My USB-card is broken (otherwise I could scan the piece of paper with the stuff written on it), but this for instance is a little of what I found out for "Inca Roads" (starting with the "flute-interlude" right after the guitar solo)

9x4/4
5/16 - 3/8 - 5/16 did a vehicle come from somewhere out there did a vehicle
2x4/4 commmmmmmmmmme
11/16 - 7/16 - 7/16 come from somewhere out there did the indians...
3/4 - 2/4 - 4/4 (instrumental interlude)

5/16 - 3/8 - 4/4 - 3/16 - 3/8
3x5/16 - 7/8 - 5/4 - 6/4
2x [5/16 - 3/8]
etc.
.

"Don't You Ever Wash That Thing" was particularly hard to crack... there's one passage I came up for with this:
3/4 - 7/16 - 2/4 - 5/16 - 9/8 - 7/16 (Roxy-version 0:25-0:33)
.
Both sure could be interpreted differently, but this is how I choose to count it; I don't see how to simplify it further.
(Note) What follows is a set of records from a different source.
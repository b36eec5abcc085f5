use std::io;
use std::path::PathBuf;

use chrono::NaiveDate;
use csv::{ReaderBuilder, StringRecord};
use error_stack::{Report, ResultExt};
use tracing::{debug, info};

use crate::error::SourceError;
use crate::model::PricePoint;
use crate::source::{PriceSource, normalize};

const DATE_FORMAT: &str = "%Y-%m-%d";

/// Daily bars from a CSV file in the historical-download layout:
/// `Date,Open,High,Low,Close,Adj Close,Volume`.
///
/// Header names are matched case-insensitively and column order does not
/// matter. Without an `Adj Close` column the close is used.
pub struct CsvFileSource {
    path: PathBuf,
}

impl CsvFileSource {
    pub fn new(path: impl Into<PathBuf>) -> Self {
        Self { path: path.into() }
    }
}

impl PriceSource for CsvFileSource {
    fn describe(&self) -> String {
        format!("csv:{}", self.path.display())
    }

    fn load(&self) -> Result<Vec<PricePoint>, Report<SourceError>> {
        let file = std::fs::File::open(&self.path).change_context(SourceError::Read {
            path: self.path.display().to_string(),
        })?;

        let points = parse_reader(file)
            .attach_with(|| format!("path: {}", self.path.display()))?;

        info!(
            path = %self.path.display(),
            bars = points.len(),
            first = %points[0].date,
            last = %points[points.len() - 1].date,
            "price data loaded"
        );

        Ok(points)
    }
}

/// Column positions resolved from the header row.
struct Columns {
    date: usize,
    open: usize,
    high: usize,
    low: usize,
    close: usize,
    adj_close: Option<usize>,
    volume: usize,
}

impl Columns {
    fn from_headers(headers: &StringRecord) -> Result<Self, Report<SourceError>> {
        let find = |name: &str| headers.iter().position(|h| h.trim().eq_ignore_ascii_case(name));
        let require = |name: &str| {
            find(name).ok_or_else(|| {
                Report::new(SourceError::Parse {
                    reason: format!("missing column \"{name}\""),
                })
            })
        };

        Ok(Self {
            date: require("date")?,
            open: require("open")?,
            high: require("high")?,
            low: require("low")?,
            close: require("close")?,
            adj_close: find("adj close"),
            volume: require("volume")?,
        })
    }
}

/// Parse bars from any reader holding the CSV layout, then sort and check
/// them for duplicate dates.
pub fn parse_reader<R: io::Read>(reader: R) -> Result<Vec<PricePoint>, Report<SourceError>> {
    let mut reader = ReaderBuilder::new()
        .has_headers(true)
        .trim(csv::Trim::All)
        .from_reader(reader);

    let headers = reader
        .headers()
        .change_context(SourceError::Parse {
            reason: "unreadable header row".into(),
        })?
        .clone();
    let columns = Columns::from_headers(&headers)?;

    let mut points = Vec::new();
    let mut skipped = 0usize;

    for result in reader.records() {
        let record = result.change_context(SourceError::Parse {
            reason: "malformed row".into(),
        })?;
        let line = record.position().map_or(0, |p| p.line());

        match parse_record(&record, &columns).attach_with(|| format!("line {line}"))? {
            Some(point) => points.push(point),
            None => {
                debug!(line, "skipping row without prices");
                skipped += 1;
            }
        }
    }

    if skipped > 0 {
        debug!(skipped, "rows without prices skipped");
    }

    normalize(points)
}

/// `Ok(None)` for rows whose price fields are blank or `null`.
fn parse_record(
    record: &StringRecord,
    columns: &Columns,
) -> Result<Option<PricePoint>, Report<SourceError>> {
    let field = |idx: usize| record.get(idx).unwrap_or("");

    let raw_date = field(columns.date);
    let date = NaiveDate::parse_from_str(raw_date, DATE_FORMAT).change_context(
        SourceError::Parse {
            reason: format!("invalid date \"{raw_date}\""),
        },
    )?;

    let mut prices = [columns.open, columns.high, columns.low, columns.close, columns.volume]
        .into_iter()
        .chain(columns.adj_close)
        .map(field);
    if prices.any(is_missing) {
        return Ok(None);
    }

    let number = |idx: usize| -> Result<f64, Report<SourceError>> {
        let raw = field(idx);
        raw.parse::<f64>().change_context(SourceError::Parse {
            reason: format!("invalid number \"{raw}\""),
        })
    };

    let close = number(columns.close)?;
    let adj_close = match columns.adj_close {
        Some(idx) => number(idx)?,
        None => close,
    };

    Ok(Some(PricePoint {
        date,
        open: number(columns.open)?,
        high: number(columns.high)?,
        low: number(columns.low)?,
        close,
        adj_close,
        volume: number(columns.volume)?,
    }))
}

fn is_missing(raw: &str) -> bool {
    raw.is_empty() || raw.eq_ignore_ascii_case("null")
}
Discuss!
.

I also tried to analyse "Canarsie" (which regularly has a 5/16-bar inserted) and my impression is Vinnie or Barrow fuck it up in the course of the recording Smile
(or it intentionally loosens up a bit).
.

Anyway I was surprised to see how complex some of Zappa's stuff is metrically (not even considering the nasty polyrhythms at work sometimes).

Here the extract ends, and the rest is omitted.